AlfrescoBalconyWanker Thu 01-Sep-16 09:26:31

They clearly have you marked as a easy target "coper" - just say you'd love to but your nerves are a bit fried since little Tarquin came to play that time and snapped his leg on the trampoline while you were changing a nappy and you don't want to show your face in A&E so soon amd you're sure they'll understand?

expatinscotland Thu 01-Sep-16 09:29:52

'Some are old/ good friends and it's a little wedge I think I've not dug them out a childcare hole, '

Then they're arseholes. FFS, these requests are ridiculous! You have 3 under 5. Stand your ground. NO.

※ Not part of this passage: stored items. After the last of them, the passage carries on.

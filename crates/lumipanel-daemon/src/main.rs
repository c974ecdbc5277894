//! Lumipanel Daemon
//!
//! Background service driving the panel's serial-attached display:
//! bring-up, event logging and on-demand GUI updates from the manager.

mod config;
mod payload;

use anyhow::{Context, Result};
use std::sync::Arc;
use std::time::Duration;
use tokio::io::AsyncReadExt;
use tokio::sync::{broadcast, mpsc};
use tokio_serial::SerialPortBuilderExt;
use tracing::{debug, error, info, warn};
use tracing_subscriber::EnvFilter;

use lumipanel_link::{
    DisplayLink, LinkEvent, ProtocolVariant, SerialEvent, SerialTransport, UpdateEngine,
    UpdateStatus, DEFAULT_BAUD_RATE,
};

use config::Config;
use payload::HttpPayloadSource;

/// Exit code asking the service manager to restart us. Used after a
/// display update, when only a fresh bring-up returns the link to
/// service.
const EXIT_RESTART: i32 = 10;

#[tokio::main]
async fn main() -> Result<()> {
    // Setup logging
    tracing_subscriber::fmt()
        .with_env_filter(EnvFilter::from_default_env().add_directive("info".parse()?))
        .init();

    // Load configuration
    let config_path = std::env::args()
        .nth(1)
        .unwrap_or_else(|| "config/default.toml".to_string());

    let config = Config::load(&config_path).context("Failed to load configuration")?;
    info!("Loaded configuration from: {}", config_path);

    // Write side of the link. The byte pump below opens a second
    // handle on the same device for reading.
    let mut transport = SerialTransport::open_default(&config.serial.device)
        .context("Failed to open display serial port")?;
    if let Some(gpio) = &config.serial.power_gpio {
        transport = transport.with_power_gpio(gpio);
    }

    let (serial_tx, serial_rx) = mpsc::channel(16);
    tokio::spawn(byte_pump(config.serial.device.clone(), serial_tx));

    let link = DisplayLink::new(transport);
    link.start(serial_rx);

    let log_events = link.subscribe();
    tokio::spawn(event_log_loop(log_events));

    link.bring_up().await.context("Display bring-up failed")?;

    if config.update.on_start {
        run_update(&config, link.clone()).await?;
        info!("Display updated, restarting to re-establish the link");
        std::process::exit(EXIT_RESTART);
    }

    // Setup Unix signal handlers
    let mut sigterm = tokio::signal::unix::signal(tokio::signal::unix::SignalKind::terminate())?;
    let mut sigint = tokio::signal::unix::signal(tokio::signal::unix::SignalKind::interrupt())?;

    tokio::select! {
        _ = sigterm.recv() => {
            info!("Received SIGTERM, shutting down");
        }
        _ = sigint.recv() => {
            info!("Received SIGINT, shutting down");
        }
    }

    Ok(())
}

/// Fetches the GUI file from the manager and transfers it to the
/// display.
async fn run_update(config: &Config, link: Arc<DisplayLink<SerialTransport>>) -> Result<()> {
    let variant: ProtocolVariant = config
        .update
        .protocol
        .parse()
        .map_err(|e: String| anyhow::anyhow!(e))?;
    let url = config.manager.tft_url();
    info!("Updating display GUI from {}", url);

    let engine = UpdateEngine::new(link, HttpPayloadSource::new(url), config.update.baud_rate)
        .with_variant(variant);
    tokio::spawn(status_log_loop(engine.subscribe_status()));

    engine.run().await.context("Display update failed")?;
    Ok(())
}

/// Reads raw bytes off the display serial port and feeds them to the
/// link's reader task.
async fn byte_pump(device: String, tx: mpsc::Sender<SerialEvent>) {
    let mut port = match tokio_serial::new(&device, DEFAULT_BAUD_RATE).open_native_async() {
        Ok(mut port) => {
            if let Err(e) = port.set_exclusive(false) {
                error!("Failed to share display serial port: {}", e);
                return;
            }
            port
        }
        Err(e) => {
            error!("Failed to open display serial port for reading: {}", e);
            return;
        }
    };

    let mut buf = [0u8; 256];
    loop {
        match port.read(&mut buf).await {
            Ok(0) => tokio::time::sleep(Duration::from_millis(10)).await,
            Ok(n) => {
                if tx.send(SerialEvent::Data(buf[..n].to_vec())).await.is_err() {
                    break;
                }
            }
            Err(e) => {
                warn!("Display serial read error: {}", e);
                if tx.send(SerialEvent::Overflow).await.is_err() {
                    break;
                }
                tokio::time::sleep(Duration::from_millis(100)).await;
            }
        }
    }
    debug!("Byte pump exiting");
}

/// Logs display events for the journal.
async fn event_log_loop(mut events: broadcast::Receiver<LinkEvent>) {
    loop {
        match events.recv().await {
            Ok(LinkEvent::TouchEvent {
                page,
                component,
                pressed,
            }) => {
                info!(
                    "Touch {} on page {}, component {}",
                    if pressed { "press" } else { "release" },
                    page,
                    component
                );
            }
            Ok(LinkEvent::SleepRequested) => info!("Display entering sleep"),
            Ok(LinkEvent::WakeRequested) => info!("Display woke from sleep"),
            Ok(LinkEvent::Unknown(frame)) => {
                debug!("Unhandled display frame: {:02X?}", frame);
            }
            Ok(event) => debug!("Display event: {:?}", event),
            Err(broadcast::error::RecvError::Lagged(missed)) => {
                warn!("Event log fell behind, {} events missed", missed);
            }
            Err(broadcast::error::RecvError::Closed) => break,
        }
    }
}

/// Logs update progress for the journal.
async fn status_log_loop(mut status: broadcast::Receiver<UpdateStatus>) {
    loop {
        match status.recv().await {
            Ok(UpdateStatus::Started { total_size }) => {
                info!("Display update started, {} bytes", total_size);
            }
            Ok(UpdateStatus::Progress { offset, total_size }) => {
                info!(
                    "Display update progress: {}/{} bytes ({}%)",
                    offset,
                    total_size,
                    offset * 100 / total_size
                );
            }
            Ok(UpdateStatus::Finished) => info!("Display update transfer complete"),
            Ok(UpdateStatus::Failed) => error!("Display update failed"),
            Err(broadcast::error::RecvError::Lagged(_)) => continue,
            Err(broadcast::error::RecvError::Closed) => break,
        }
    }
}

The teachers who are are wanting you to cover inset days are extra pisstakers. WTAF? Because one didn't want to pay? Tough shit! No one does.

Just keep saying no.

They are being totally unreasonable. 'Favours' is when you ask for an appointment, emergency, not because you're just fucking tight.

Aeroflotgirl Thu 01-Sep-16 09:31:17

Wow that's piss taking, yanbu at all, you have every right to say no. If they have cooled the friendship because of that, they are no friends your best off without them.

Wdigin2this Thu 01-Sep-16 09:32:34

Goodness, some people have a nerve dont they?!
It's the whole well, you have 3 anyway, 2 more won't make much difference attitude, that would get me! Plus, it's like they're saying, their time is more important than yours....tell them to get stuffed!

Aeroflotgirl Thu 01-Sep-16 09:32:38

Even if it kids were older, her holidays are hers, she has every right to say no. They can ask, but they have to expect she says no, or offer payment.

Petal40 Thu 01-Sep-16 09:32:57

Say no...and keep saying no....I've 4 ...I've never asked for any kind of childcare favour ever..I just wouldn't / couldn't ......id be to worried they would ask me to return the favour.....as it is I've a Drs appointment today and my close friend hasn't offered to have my youngest so I can go alone...I've had both of hers many times and fed them.not once has she returned the favour..

Aeroflotgirl Thu 01-Sep-16 09:36:40

petal what a user, tbf it wod make me think that bit less. As the saying goes: drains take radiators give, your friend is a drain.

Aeroflotgirl Thu 01-Sep-16 09:37:23

Petal I would cut down or stop looking after her kids, hate people like that.